RECORDS Start Marker

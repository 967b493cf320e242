//! Qnet Sim - Deterministic simulation engine for queueing networks
//!
//! Drives a [`qnet_core::Network`] through simulated time from a seeded
//! random stream, collects weighted statistics per station and class,
//! checks network invariants between events and renders a run report.

pub mod clock;
pub mod config;
pub mod engine;
pub mod invariants;
pub mod metrics;
pub mod report;
pub mod scenarios;

pub use clock::{MAX_EVENT_QUEUE_SIZE, SimulationClock};
pub use config::SimulationConfig;
pub use engine::{Simulation, SimulationError, StopReason, simulate};
pub use invariants::{
    CapacityBound, ClosedPopulation, Invariant, InvariantViolation, RegistryConsistency,
    ServerBounds, default_invariants,
};
pub use metrics::{Accumulator, MetricsCollector};
pub use report::{ClassReport, MeasureReport, SimulationReport, StationClassReport, StationReport};
pub use scenarios::Scenario;
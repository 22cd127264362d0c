use super::{Upload, UploadSource};
use anyhow::{Context, Result};
use image::ImageFormat;
use std::path::{Path, PathBuf};

/// Reads an upload from disk, guessing the MIME type from the extension
pub struct FileUpload {
    path: PathBuf,
}

impl FileUpload {
    pub fn new<P: AsRef<Path>>(path: P) -> Self {
        Self {
            path: path.as_ref().to_path_buf(),
        }
    }

    fn guess_mime(path: &Path) -> &'static str {
        ImageFormat::from_path(path)
            .map(|format| format.to_mime_type())
            .unwrap_or("application/octet-stream")
    }
}

impl UploadSource for FileUpload {
    fn read_upload(&mut self) -> Result<Upload> {
        let path = &self.path;
        tracing::info!("Reading upload from {}", path.display());

        let bytes = std::fs::read(path)
            .with_context(|| format!("Failed to read {}", path.display()))?;

        let file_name = path
            .file_name()
            .and_then(|s| s.to_str())
            .unwrap_or("upload")
            .to_string();

        Ok(Upload::new(file_name, Self::guess_mime(path), bytes))
    }
}

#[cfg(test)]
mod tests {
    use super::*;

    #[test]
    fn test_guess_mime_from_extension() {
        assert_eq!(FileUpload::guess_mime(Path::new("a/photo.JPG")), "image/jpeg");
        assert_eq!(FileUpload::guess_mime(Path::new("cut.png")), "image/png");
        assert_eq!(
            FileUpload::guess_mime(Path::new("report.pdf")),
            "application/octet-stream"
        );
    }
}
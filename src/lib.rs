pub mod compositor;
pub mod config;
pub mod error;
pub mod input;
pub mod mask;
pub mod output;
pub mod segmentation;
pub mod session;
pub mod view;

pub use error::{Result, SessionError};
pub use session::{EditingSession, SessionState};
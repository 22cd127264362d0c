mod brush;
mod buffer;

pub use brush::{BrushMode, BrushStroke};
pub use buffer::MaskBuffer;
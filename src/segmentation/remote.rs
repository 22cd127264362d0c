use super::types::{MaskResponse, SegmentationBackend, SegmentationRequest};
use crate::error::{Result, SessionError};
use async_trait::async_trait;
use reqwest::multipart::{Form, Part};
use reqwest::Client;

const REMOVE_BG_PATH: &str = "/remove-bg";
const PREDICT_PATH: &str = "/predict";

/// Hosted segmentation service.
///
/// Requests without prompt points go to `/remove-bg` (automatic cutout);
/// requests with points go to `/predict` with JSON `points` and `labels`
/// form fields. No client-level timeout is set here: the deadline is owned
/// by [`super::SegmentationClient`].
#[derive(Clone)]
pub struct HttpSegmentation {
    client: Client,
    base_url: String,
}

impl HttpSegmentation {
    pub fn new(base_url: impl Into<String>) -> Result<Self> {
        let client = Client::builder().build()?;
        Ok(Self::with_client(client, base_url))
    }

    pub fn with_client(client: Client, base_url: impl Into<String>) -> Self {
        let base_url = base_url.into().trim_end_matches('/').to_string();
        tracing::info!("Segmentation backend at {}", base_url);
        Self { client, base_url }
    }

    fn endpoint(&self, request: &SegmentationRequest) -> String {
        let path = if request.has_points() {
            PREDICT_PATH
        } else {
            REMOVE_BG_PATH
        };
        format!("{}{}", self.base_url, path)
    }

    fn form(request: &SegmentationRequest) -> Result<Form> {
        let image = &request.image;
        let part = Part::bytes(image.bytes.to_vec())
            .file_name(image.file_name.clone())
            .mime_str(&image.mime)?;

        let mut form = Form::new().part("file", part);
        if request.has_points() {
            let (points, labels) = request
                .prompt_json()
                .map_err(|e| SessionError::backend(format!("Failed to encode prompt points: {e}")))?;
            form = form.text("points", points).text("labels", labels);
        }
        Ok(form)
    }
}

#[async_trait]
impl SegmentationBackend for HttpSegmentation {
    async fn segment(&self, request: &SegmentationRequest) -> Result<MaskResponse> {
        let url = self.endpoint(request);
        tracing::debug!("POST {} ({} points)", url, request.points.len());

        let response = self
            .client
            .post(&url)
            .multipart(Self::form(request)?)
            .send()
            .await?;

        let status = response.status();
        if !status.is_success() {
            let body = response.text().await.unwrap_or_default();
            tracing::warn!("Segmentation backend returned {}: {}", status, body);
            let message = if body.trim().is_empty() {
                "Backend Error".to_string()
            } else {
                body
            };
            return Err(SessionError::Backend {
                status: Some(status.as_u16()),
                message,
            });
        }

        let content_type = response
            .headers()
            .get(reqwest::header::CONTENT_TYPE)
            .and_then(|v| v.to_str().ok())
            .unwrap_or_default()
            .to_string();
        let bytes = response.bytes().await?;

        Ok(MaskResponse { content_type, bytes })
    }
}

#[cfg(test)]
mod tests {
    use super::*;
    use crate::input::Upload;
    use crate::segmentation::{PointLabel, PromptPoint};

    fn request(points: Vec<PromptPoint>) -> SegmentationRequest {
        SegmentationRequest::new(Upload::new("a.png", "image/png", vec![1, 2, 3]), points)
    }

    #[test]
    fn test_endpoint_strips_trailing_slash() {
        let backend = HttpSegmentation::with_client(Client::new(), "http://localhost:7860/");
        assert_eq!(
            backend.endpoint(&request(Vec::new())),
            "http://localhost:7860/remove-bg"
        );
    }

    #[test]
    fn test_points_select_predict_endpoint() {
        let backend = HttpSegmentation::with_client(Client::new(), "http://localhost:7860");
        let req = request(vec![PromptPoint::new(1.0, 2.0, PointLabel::Foreground)]);
        assert_eq!(backend.endpoint(&req), "http://localhost:7860/predict");
        assert!(HttpSegmentation::form(&req).is_ok());
    }
}
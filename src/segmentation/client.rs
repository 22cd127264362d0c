use super::types::{SegmentationBackend, SegmentationRequest};
use crate::config::Config;
use crate::error::{Result, SessionError};
use image::RgbaImage;
use std::time::Duration;
use tokio::time::{sleep, Instant};
use tracing::Instrument;

/// Advisory raised when the backend has been silent long enough that it is
/// probably loading its model. The request keeps running.
#[derive(Debug, Clone, Copy, PartialEq, Eq)]
pub struct ColdStartWarning {
    pub elapsed: Duration,
}

impl std::fmt::Display for ColdStartWarning {
    fn fmt(&self, f: &mut std::fmt::Formatter<'_>) -> std::fmt::Result {
        write!(
            f,
            "Server warming up ({} s without a response)",
            self.elapsed.as_secs()
        )
    }
}

/// Runs one segmentation request against a backend with a hard deadline
/// and a cold-start advisory timer, then validates and decodes the mask.
pub struct SegmentationClient<B> {
    backend: B,
    timeout: Duration,
    cold_start_after: Duration,
}

impl<B: SegmentationBackend> SegmentationClient<B> {
    pub fn new(backend: B, timeout: Duration, cold_start_after: Duration) -> Self {
        Self {
            backend,
            timeout,
            cold_start_after,
        }
    }

    pub fn from_config(backend: B, config: &Config) -> Self {
        Self::new(backend, config.timeout, config.cold_start_after)
    }

    /// Send the request once. `on_cold_start` fires at most once; the
    /// backend future is dropped (aborted) when the deadline passes.
    pub async fn segment<F>(&self, request: &SegmentationRequest, mut on_cold_start: F) -> Result<RgbaImage>
    where
        F: FnMut(ColdStartWarning),
    {
        let span = tracing::debug_span!("segment", points = request.points.len());
        self.run(request, &mut on_cold_start).instrument(span).await
    }

    async fn run<F>(&self, request: &SegmentationRequest, on_cold_start: &mut F) -> Result<RgbaImage>
    where
        F: FnMut(ColdStartWarning),
    {
        let started = Instant::now();

        let call = self.backend.segment(request);
        tokio::pin!(call);
        let deadline = sleep(self.timeout);
        tokio::pin!(deadline);
        let cold_start = sleep(self.cold_start_after);
        tokio::pin!(cold_start);
        let mut warned = false;

        let response = loop {
            tokio::select! {
                biased;

                result = &mut call => break result?,
                _ = &mut deadline => {
                    tracing::warn!("Segmentation aborted after {:?}", self.timeout);
                    return Err(SessionError::Timeout { after: self.timeout });
                }
                _ = &mut cold_start, if !warned => {
                    warned = true;
                    let warning = ColdStartWarning { elapsed: started.elapsed() };
                    tracing::warn!("{}", warning);
                    on_cold_start(warning);
                }
            }
        };

        tracing::debug!(
            "Segmentation responded in {:.1}s with {} ({} bytes)",
            started.elapsed().as_secs_f32(),
            response.content_type,
            response.bytes.len()
        );

        if !response.content_type.starts_with("image/") {
            return Err(SessionError::backend(format!(
                "Received invalid type: '{}'. Backend might be down.",
                response.content_type
            )));
        }

        let mask = image::load_from_memory(&response.bytes)
            .map_err(|e| SessionError::backend(format!("Failed to load result image: {e}")))?
            .to_rgba8();

        Ok(mask)
    }
}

RECORDS End Marker

▸ DIRECTIONS:
Report every line from the listing above where the string "engine" can be found.

▸ ANSWER BOX:
//! Qnet Sim - Deterministic simulation engine for queueing networks
pub mod engine;
pub use engine::{Simulation, SimulationError, StopReason, simulate};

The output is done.